++++ Source records ++++

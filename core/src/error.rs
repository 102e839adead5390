//! Error types for the Monzo API client.
//!
//! # Design
//! `AccessTokenInvalid` gets a dedicated variant because callers frequently
//! refresh credentials on 401 and give up on anything else. All other
//! non-success statuses land in `Response` with the raw status code for
//! caller branching.

use std::error::Error;
use std::fmt;

/// Errors returned by `Client` calls.
#[derive(Debug)]
pub enum ClientError {
    /// A parameter string could not be percent-encoded. Escaping is total
    /// over UTF-8 input, so this only signals a platform-level failure.
    Encoding,

    /// The server returned 401 — the access token is invalid or has expired.
    AccessTokenInvalid,

    /// The server returned a non-success status other than 401.
    Response { status: u16 },

    /// The response body is not valid JSON, is not a JSON object, or is
    /// missing a required field / carries a field of the wrong shape.
    Parsing(String),

    /// The injected transport failed to complete the round trip.
    Transport(Box<dyn Error + Send + Sync>),
}

impl fmt::Display for ClientError {
    fn fmt(&self, f: &mut fmt::Formatter<'_>) -> fmt::Result {
        match self {
            ClientError::Encoding => {
                write!(f, "a parameter could not be percent-encoded")
            }
            ClientError::AccessTokenInvalid => {
                write!(f, "the supplied access token is invalid or has expired")
            }
            ClientError::Response { status } => {
                write!(f, "invalid response status code: {status}")
            }
            ClientError::Parsing(msg) => {
                write!(f, "error parsing the response body: {msg}")
            }
            ClientError::Transport(err) => {
                write!(f, "transport failure: {err}")
            }
        }
    }
}

impl Error for ClientError {
    fn source(&self) -> Option<&(dyn Error + 'static)> {
        match self {
            ClientError::Transport(err) => Some(err.as_ref()),
            _ => None,
        }
    }
}
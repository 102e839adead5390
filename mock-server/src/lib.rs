//! In-memory emulation of the Monzo API surface, used by the core crate's
//! integration tests and runnable standalone.
//!
//! # Design
//! Fixture data (one account, one transaction) is seeded at startup;
//! webhooks and transaction annotations live behind `Arc<RwLock<..>>`.
//! Protected routes require the fixture bearer token and reply 401
//! otherwise, so clients can exercise their credential-failure path.
//! Form bodies use the bracketed-key convention the real API accepts
//! (`params[title]`, `metadata[k]`).

use std::{collections::HashMap, sync::Arc};

use axum::{
    extract::{Path, Query, State},
    http::{header, HeaderMap, StatusCode},
    routing::{delete, get, post},
    Form, Json, Router,
};
use serde::{Deserialize, Serialize};
use serde_json::{json, Value};
use tokio::{net::TcpListener, sync::RwLock};
use uuid::Uuid;

/// The only access token the server accepts.
pub const ACCESS_TOKEN: &str = "access_token_xyz";
pub const CLIENT_ID: &str = "client_abc";
pub const USER_ID: &str = "user_00009238aMBIIrS5Rdncq9";
pub const REFRESH_TOKEN: &str = "refresh_token_xyz";
pub const ACCOUNT_ID: &str = "acc_00009237aqC8c5umZmrRdh";
pub const TRANSACTION_ID: &str = "tx_00008zIcpb1TB4yeIFXMzx";

#[derive(Clone, Debug, Serialize, Deserialize)]
pub struct Webhook {
    pub id: String,
    pub account_id: String,
    pub url: String,
}

#[derive(Clone, Debug, Serialize, Deserialize)]
pub struct Transaction {
    pub id: String,
    pub created: String,
    pub description: String,
    pub amount: i64,
    pub currency: String,
    pub merchant: String,
    pub notes: String,
    pub metadata: HashMap<String, String>,
    pub account_balance: i64,
    pub category: String,
    pub is_load: bool,
    pub settled: String,
    pub local_amount: i64,
    pub local_currency: String,
    pub updated: String,
    pub account_id: String,
    pub scheme: String,
    pub dedupe_id: String,
    pub originator: bool,
    pub include_in_spending: bool,
}

/// The fixture transaction every fresh server starts with.
pub fn sample_transaction() -> Transaction {
    Transaction {
        id: TRANSACTION_ID.to_owned(),
        created: "2015-08-22T12:20:18.095Z".to_owned(),
        description: "Initial top up".to_owned(),
        amount: -510,
        currency: "GBP".to_owned(),
        merchant: "merch_00008zIcpbAKe8shBxXUtl".to_owned(),
        notes: "salmon sandwich".to_owned(),
        metadata: HashMap::new(),
        account_balance: 13013,
        category: "eating_out".to_owned(),
        is_load: false,
        settled: "2015-08-23T12:20:18.095Z".to_owned(),
        local_amount: -510,
        local_currency: "GBP".to_owned(),
        updated: "2015-08-22T12:20:18.095Z".to_owned(),
        account_id: ACCOUNT_ID.to_owned(),
        scheme: "gps_mastercard".to_owned(),
        dedupe_id: "a_dedupe_id".to_owned(),
        originator: false,
        include_in_spending: true,
    }
}

#[derive(Default)]
pub struct ServerState {
    pub transactions: HashMap<String, Transaction>,
    pub webhooks: HashMap<String, Webhook>,
}

pub type Db = Arc<RwLock<ServerState>>;

pub fn app() -> Router {
    let mut state = ServerState::default();
    let transaction = sample_transaction();
    state.transactions.insert(transaction.id.clone(), transaction);
    let db: Db = Arc::new(RwLock::new(state));

    Router::new()
        .route("/ping", get(ping))
        .route("/ping/whoami", get(whoami))
        .route("/oauth2/token", post(token))
        .route("/accounts", get(accounts))
        .route("/balance", get(balance))
        .route("/transactions", get(list_transactions))
        .route("/transactions/{id}", get(get_transaction).patch(annotate_transaction))
        .route("/feed", post(create_feed_item))
        .route("/webhooks", post(create_webhook).get(list_webhooks))
        .route("/webhooks/{id}", delete(delete_webhook))
        .with_state(db)
}

pub async fn run(listener: TcpListener) -> Result<(), std::io::Error> {
    axum::serve(listener, app()).await
}

fn bearer(headers: &HeaderMap) -> Option<&str> {
    headers
        .get(header::AUTHORIZATION)?
        .to_str()
        .ok()?
        .strip_prefix("Bearer ")
}

fn authorize(headers: &HeaderMap) -> Result<(), StatusCode> {
    match bearer(headers) {
        Some(token) if token == ACCESS_TOKEN => Ok(()),
        _ => Err(StatusCode::UNAUTHORIZED),
    }
}

async fn ping() -> Json<Value> {
    Json(json!({"ping": "pong"}))
}

async fn whoami(headers: HeaderMap) -> Json<Value> {
    match bearer(&headers) {
        Some(token) if token == ACCESS_TOKEN => Json(json!({
            "authenticated": true,
            "client_id": CLIENT_ID,
            "user_id": USER_ID,
        })),
        _ => Json(json!({"authenticated": false})),
    }
}

async fn token(Form(form): Form<HashMap<String, String>>) -> Result<Json<Value>, StatusCode> {
    let present = |key: &str| form.get(key).is_some_and(|value| !value.is_empty());
    match form.get("grant_type").map(String::as_str) {
        Some("authorization_code") if present("code") => Ok(Json(credentials())),
        Some("refresh_token") if present("refresh_token") => Ok(Json(credentials())),
        _ => Err(StatusCode::BAD_REQUEST),
    }
}

fn credentials() -> Value {
    json!({
        "access_token": ACCESS_TOKEN,
        "client_id": CLIENT_ID,
        "expires_in": 21600,
        "refresh_token": REFRESH_TOKEN,
        "token_type": "Bearer",
        "user_id": USER_ID,
    })
}

async fn accounts(headers: HeaderMap) -> Result<Json<Value>, StatusCode> {
    authorize(&headers)?;
    Ok(Json(json!({"accounts": [{
        "id": ACCOUNT_ID,
        "created": "2016-01-26T18:42:04.924Z",
        "description": "Personal account",
    }]})))
}

async fn balance(
    headers: HeaderMap,
    Query(query): Query<HashMap<String, String>>,
) -> Result<Json<Value>, StatusCode> {
    authorize(&headers)?;
    if query.get("account_id").map(String::as_str) != Some(ACCOUNT_ID) {
        return Err(StatusCode::NOT_FOUND);
    }
    Ok(Json(json!({
        "balance": 9223372036854775807i64,
        "currency": "GBP",
        "spend_today": -250,
    })))
}

async fn list_transactions(
    State(db): State<Db>,
    headers: HeaderMap,
    Query(query): Query<HashMap<String, String>>,
) -> Result<Json<Value>, StatusCode> {
    authorize(&headers)?;
    if query.get("account_id").map(String::as_str) != Some(ACCOUNT_ID) {
        return Err(StatusCode::NOT_FOUND);
    }
    let state = db.read().await;
    let transactions: Vec<&Transaction> = state.transactions.values().collect();
    Ok(Json(json!({"transactions": transactions})))
}

async fn get_transaction(
    State(db): State<Db>,
    headers: HeaderMap,
    Path(id): Path<String>,
) -> Result<Json<Value>, StatusCode> {
    authorize(&headers)?;
    let state = db.read().await;
    let transaction = state.transactions.get(&id).ok_or(StatusCode::NOT_FOUND)?;
    Ok(Json(json!({"transaction": transaction})))
}

async fn annotate_transaction(
    State(db): State<Db>,
    headers: HeaderMap,
    Path(id): Path<String>,
    Form(form): Form<HashMap<String, String>>,
) -> Result<Json<Value>, StatusCode> {
    authorize(&headers)?;
    let mut state = db.write().await;
    let transaction = state.transactions.get_mut(&id).ok_or(StatusCode::NOT_FOUND)?;
    for (key, value) in &form {
        let Some(field) = key.strip_prefix("metadata[").and_then(|key| key.strip_suffix(']'))
        else {
            continue;
        };
        // an empty value deletes the annotation, as the real API does
        if value.is_empty() {
            transaction.metadata.remove(field);
        } else {
            transaction.metadata.insert(field.to_owned(), value.clone());
        }
    }
    Ok(Json(json!({"transaction": transaction})))
}

async fn create_feed_item(
    headers: HeaderMap,
    Form(form): Form<HashMap<String, String>>,
) -> Result<Json<Value>, StatusCode> {
    authorize(&headers)?;
    let present = |key: &str| form.get(key).is_some_and(|value| !value.is_empty());
    if !present("account_id") || !present("params[title]") || !present("params[image_url]") {
        return Err(StatusCode::BAD_REQUEST);
    }
    Ok(Json(json!({})))
}

async fn create_webhook(
    State(db): State<Db>,
    headers: HeaderMap,
    Form(form): Form<HashMap<String, String>>,
) -> Result<Json<Value>, StatusCode> {
    authorize(&headers)?;
    let field = |key: &str| {
        form.get(key)
            .cloned()
            .filter(|value| !value.is_empty())
            .ok_or(StatusCode::BAD_REQUEST)
    };
    let webhook = Webhook {
        id: format!("webhook_{}", Uuid::new_v4().simple()),
        account_id: field("account_id")?,
        url: field("url")?,
    };
    db.write().await.webhooks.insert(webhook.id.clone(), webhook.clone());
    Ok(Json(json!({"webhook": webhook})))
}

async fn list_webhooks(
    State(db): State<Db>,
    headers: HeaderMap,
    Query(query): Query<HashMap<String, String>>,
) -> Result<Json<Value>, StatusCode> {
    authorize(&headers)?;
    let account_id = query.get("account_id").ok_or(StatusCode::BAD_REQUEST)?;
    let state = db.read().await;
    let webhooks: Vec<&Webhook> = state
        .webhooks
        .values()
        .filter(|webhook| &webhook.account_id == account_id)
        .collect();
    Ok(Json(json!({"webhooks": webhooks})))
}

async fn delete_webhook(
    State(db): State<Db>,
    headers: HeaderMap,
    Path(id): Path<String>,
) -> Result<Json<Value>, StatusCode> {
    authorize(&headers)?;
    let mut state = db.write().await;
    state.webhooks.remove(&id).ok_or(StatusCode::NOT_FOUND)?;
    Ok(Json(json!({})))
}
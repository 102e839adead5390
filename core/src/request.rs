//! Endpoint descriptors and wire-request construction.
//!
//! # Design
//! An `ApiRequest` declaratively describes one endpoint call — method,
//! path, token, parameters — and `build` turns it into a `Request` with no
//! I/O: fixed scheme and host, query string only on GET, form body only on
//! POST/PATCH. Deterministic given identical inputs.

use crate::http::{Method, Request};
use crate::params::Parameters;

/// Host every API request is addressed to.
pub(crate) const API_HOST: &str = "api.monzo.com";

/// Declarative description of one API endpoint call.
#[derive(Debug, Clone)]
pub(crate) struct ApiRequest {
    pub(crate) method: Method,
    pub(crate) path: String,
    pub(crate) access_token: Option<String>,
    pub(crate) parameters: Parameters,
}

impl ApiRequest {
    pub(crate) fn build(&self) -> Request {
        Request {
            method: self.method,
            uri: self.uri(),
            headers: self.headers(),
            body: self.body(),
        }
    }

    fn uri(&self) -> String {
        let mut uri = format!("https://{}/{}", API_HOST, self.path);
        // only GET requests carry a query string
        if self.method == Method::Get && !self.parameters.is_empty() {
            uri.push('?');
            uri.push_str(&self.parameters.url_query_encoded());
        }
        uri
    }

    fn headers(&self) -> Vec<(String, String)> {
        let mut headers = vec![
            ("host".to_owned(), API_HOST.to_owned()),
            ("connection".to_owned(), "close".to_owned()),
        ];
        if matches!(self.method, Method::Post | Method::Patch) {
            headers.push((
                "content-type".to_owned(),
                "application/x-www-form-urlencoded; charset=utf-8".to_owned(),
            ));
        }
        if let Some(token) = &self.access_token {
            headers.push(("authorization".to_owned(), format!("Bearer {token}")));
        }
        headers
    }

    fn body(&self) -> Vec<u8> {
        match self.method {
            Method::Post | Method::Patch => self.parameters.url_form_encoded().into_bytes(),
            Method::Get | Method::Delete => Vec::new(),
        }
    }
}
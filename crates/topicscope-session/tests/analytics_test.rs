mod common;

use chrono::{Days, Utc};
use common::{identity, Call, ScriptedBackend};
use topicscope_gateway::{ErrorKind, GatewayError};
use topicscope_session::{AnalyticsAggregator, AnalyticsState};
use topicscope_types::{AnalyticsSummary, DailyCount, TopicCount};

#[tokio::test]
async fn test_load_and_reshape() {
    let today = Utc::now().date_naive();
    let backend = ScriptedBackend::new();
    backend.push_analytics(Ok(AnalyticsSummary {
        topic_distribution: vec![
            TopicCount { topic: "Tech".into(), count: 1 },
            TopicCount { topic: "Sports".into(), count: 1 },
        ],
        daily_activity: vec![
            DailyCount { date: today, count: 1 },
            DailyCount { date: today.checked_sub_days(Days::new(2)).unwrap(), count: 1 },
        ],
    }));
    let aggregator = AnalyticsAggregator::new(backend.clone(), identity()).with_days(3);

    let summary = aggregator.load().await.applied().unwrap().unwrap();

    assert_eq!(summary.total_predictions(), 2);
    assert_eq!(backend.calls(), vec![Call::FetchAnalytics(3)]);

    let shares = aggregator.topic_shares().await;
    assert_eq!(shares.len(), 2);
    assert!(shares.iter().all(|s| (s.percentage - 50.0).abs() < f64::EPSILON));

    let series = aggregator.activity_series().await;
    let counts: Vec<u64> = series.iter().map(|d| d.count).collect();
    assert_eq!(counts, vec![1, 0, 1]);
    assert_eq!(series.last().unwrap().date, today);
}

#[tokio::test]
async fn test_empty_summary_reports_nothing() {
    let backend = ScriptedBackend::new();
    backend.push_analytics(Ok(AnalyticsSummary::default()));
    let aggregator = AnalyticsAggregator::new(backend.clone(), identity());

    aggregator.load().await;

    assert!(aggregator.topic_shares().await.is_empty());
    let series = aggregator.activity_series().await;
    assert_eq!(series.len(), 7);
    assert!(series.iter().all(|d| d.count == 0));
}

#[tokio::test]
async fn test_failure_sets_failed_state() {
    let backend = ScriptedBackend::new();
    backend.push_analytics(Err(GatewayError::server("aggregation failed")));
    let aggregator = AnalyticsAggregator::new(backend.clone(), identity());

    let err = aggregator.load().await.applied().unwrap().unwrap_err();

    assert_eq!(err.kind(), ErrorKind::Server);
    assert!(matches!(aggregator.state().await, AnalyticsState::Failed(_)));
    assert!(aggregator.topic_shares().await.is_empty());
    assert!(aggregator.activity_series().await.is_empty());
}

++++

> _Your objective_: Search the records for the word "whoami", then list every line that has it.

> _Result of the task_:
        .route("/ping/whoami", get(whoami))
async fn whoami(headers: HeaderMap) -> Json<Value> {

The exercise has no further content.